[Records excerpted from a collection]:
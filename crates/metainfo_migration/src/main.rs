use std::path::PathBuf;

use clap::{Parser, Subcommand};
use metainfo_metabase::{MetabaseDb, queries};
use metainfo_migration::config::{self, BucketConfig, MigrationConfig};
use metainfo_migration::{MigrationStats, Migrator};
use metainfo_pointerdb::{SledPointerDb, list_buckets};
use miette::{IntoDiagnostic, Result};
use tracing::info;
use uuid::Uuid;

#[derive(Parser)]
#[command(name = "metainfo-migration")]
#[command(about = "Migrate legacy pointer metadata into the objects/segments metabase")]
#[command(version)]
struct Cli {
    #[command(subcommand)]
    command: Commands,

    /// Configuration file path
    #[arg(long, short = 'c')]
    config: Option<PathBuf>,

    /// Pointer store directory (overrides config)
    #[arg(long, global = true)]
    pointerdb: Option<PathBuf>,

    /// Metabase database file (overrides config)
    #[arg(long, global = true)]
    metabase: Option<PathBuf>,

    /// Enable debug logging
    #[arg(long, global = true)]
    debug: bool,
}

#[derive(Subcommand)]
enum Commands {
    /// Migrate buckets into the metabase
    Run {
        /// Migrate buckets of this project instead of the configured list
        #[arg(long)]
        project: Option<Uuid>,

        /// Only migrate the bucket with this name
        #[arg(long)]
        bucket: Option<String>,

        /// Rows per insert statement (overrides config)
        #[arg(long)]
        batch_size: Option<usize>,

        /// Per-bucket deadline in seconds (overrides config)
        #[arg(long)]
        timeout: Option<u64>,
    },
    /// Create the objects and segments tables
    InitSchema,
    /// Show metabase row counts
    Stats,
}

#[tokio::main]
async fn main() -> Result<()> {
    // Load .env file if it exists
    let _ = dotenvy::dotenv();
    miette::set_hook(Box::new(|_| {
        Box::new(
            miette::MietteHandlerOpts::new()
                .terminal_links(true)
                .with_cause_chain()
                .context_lines(3)
                .build(),
        )
    }))?;
    miette::set_panic_hook();
    let cli = Cli::parse();

    let _guard = init_tracing(cli.debug);

    let mut config = if let Some(config_path) = &cli.config {
        info!("Loading config from: {:?}", config_path);
        config::load_config(config_path).await?
    } else {
        config::load_config_from_standard_locations().await?
    };

    if let Some(path) = &cli.pointerdb {
        config.pointerdb.path = path.clone();
    }
    if let Some(path) = &cli.metabase {
        config.metabase.path = path.clone();
    }

    match cli.command {
        Commands::Run {
            project,
            bucket,
            batch_size,
            timeout,
        } => {
            if let Some(batch_size) = batch_size {
                config.migration.batch_size = batch_size;
            }
            if timeout.is_some() {
                config.migration.timeout_secs = timeout;
            }
            config.validate().into_diagnostic()?;
            run(&config, project, bucket).await
        }
        Commands::InitSchema => {
            let metabase = MetabaseDb::open(&config.metabase.path).await?;
            metabase.apply_schema().await?;
            println!("Schema ready: {}", config.metabase.path.display());
            metabase.close().await;
            Ok(())
        }
        Commands::Stats => {
            let metabase = MetabaseDb::open(&config.metabase.path).await?;
            metabase.ensure_schema().await?;
            let stats = metabase.stats().await?;
            println!("Objects:  {}", stats.object_count);
            println!("Segments: {}", stats.segment_count);
            metabase.close().await;
            Ok(())
        }
    }
}

async fn run(
    config: &MigrationConfig,
    project: Option<Uuid>,
    bucket: Option<String>,
) -> Result<()> {
    let pointerdb = SledPointerDb::open(&config.pointerdb.path)?;
    let metabase = MetabaseDb::open(&config.metabase.path).await?;
    metabase.ensure_schema().await?;

    let targets = match project {
        Some(project_id) => match bucket {
            Some(name) => vec![BucketConfig { project_id, name }],
            None => list_buckets(&pointerdb, &project_id)
                .await?
                .into_iter()
                .map(|name| BucketConfig {
                    project_id,
                    name: String::from_utf8_lossy(&name).into_owned(),
                })
                .collect(),
        },
        None => config
            .buckets
            .iter()
            .filter(|target| bucket.as_ref().is_none_or(|name| &target.name == name))
            .cloned()
            .collect(),
    };

    if targets.is_empty() {
        miette::bail!("No buckets to migrate; pass --project or list [[buckets]] in the config");
    }

    info!("Migrating {} bucket(s)", targets.len());
    let mut total = MigrationStats::default();
    for target in &targets {
        let mut migrator = Migrator::new(
            &pointerdb,
            &metabase,
            target.project_id,
            target.name.as_bytes(),
        )
        .with_batch_size(config.migration.batch_size)
        .with_list_limit(config.migration.list_limit);

        let stats = migrator
            .migrate_bucket_within(config.migration.timeout())
            .await?;

        let stored =
            queries::count_objects(metabase.pool(), &target.project_id, target.name.as_bytes())
                .await?;
        println!(
            "{}/{}: {} ({} objects in metabase)",
            target.project_id, target.name, stats, stored
        );
        total += stats;
    }

    println!("Total: {}", total);
    metabase.checkpoint().await?;
    metabase.close().await;
    Ok(())
}

/// Terminal logging plus a daily-rolling debug log file.
fn init_tracing(debug: bool) -> tracing_appender::non_blocking::WorkerGuard {
    use tracing_appender::rolling;
    use tracing_subscriber::{EnvFilter, Layer, fmt, layer::SubscriberExt, util::SubscriberInitExt};

    let log_dir = dirs::data_local_dir()
        .unwrap_or_else(|| PathBuf::from("."))
        .join("metainfo-migration")
        .join("logs");
    std::fs::create_dir_all(&log_dir).ok();

    let file_appender = rolling::daily(&log_dir, "metainfo-migration.log");
    let (non_blocking, guard) = tracing_appender::non_blocking(file_appender);

    let env_filter = if debug {
        EnvFilter::new(concat!(
            "metainfo_migration=debug,metainfo_pointerdb=debug,",
            "metainfo_metabase=debug,sqlx=warn,info"
        ))
    } else {
        EnvFilter::try_from_default_env().unwrap_or_else(|_| {
            EnvFilter::new(
                "metainfo_migration=info,metainfo_pointerdb=info,metainfo_metabase=info,warn",
            )
        })
    };

    let terminal_layer = if debug {
        fmt::layer()
            .with_file(true)
            .with_line_number(true)
            .with_thread_ids(false)
            .with_thread_names(false)
            .with_timer(fmt::time::LocalTime::rfc_3339())
            .pretty()
            .boxed()
    } else {
        fmt::layer()
            .with_target(false)
            .with_thread_ids(false)
            .with_thread_names(false)
            .with_writer(std::io::stderr)
            .compact()
            .boxed()
    };

    let file_env_filter = EnvFilter::new(
        "metainfo_migration=debug,metainfo_pointerdb=debug,metainfo_metabase=debug,info",
    );

    let file_layer = fmt::layer()
        .with_file(true)
        .with_line_number(true)
        .with_thread_ids(true)
        .with_timer(fmt::time::LocalTime::rfc_3339())
        .with_ansi(false) // Disable ANSI colors in file output
        .with_writer(non_blocking)
        .pretty();

    tracing_subscriber::registry()
        .with(terminal_layer.with_filter(env_filter))
        .with(file_layer.with_filter(file_env_filter))
        .init();

    info!(
        "Logging initialized. Logs are being written to: {:?}",
        log_dir.join("metainfo-migration.log")
    );
    guard
}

[WORK TASK]: What must be returned is a bare number, the count of lines in the entries holding the string "timeout".

[TASK ANSWER]: 5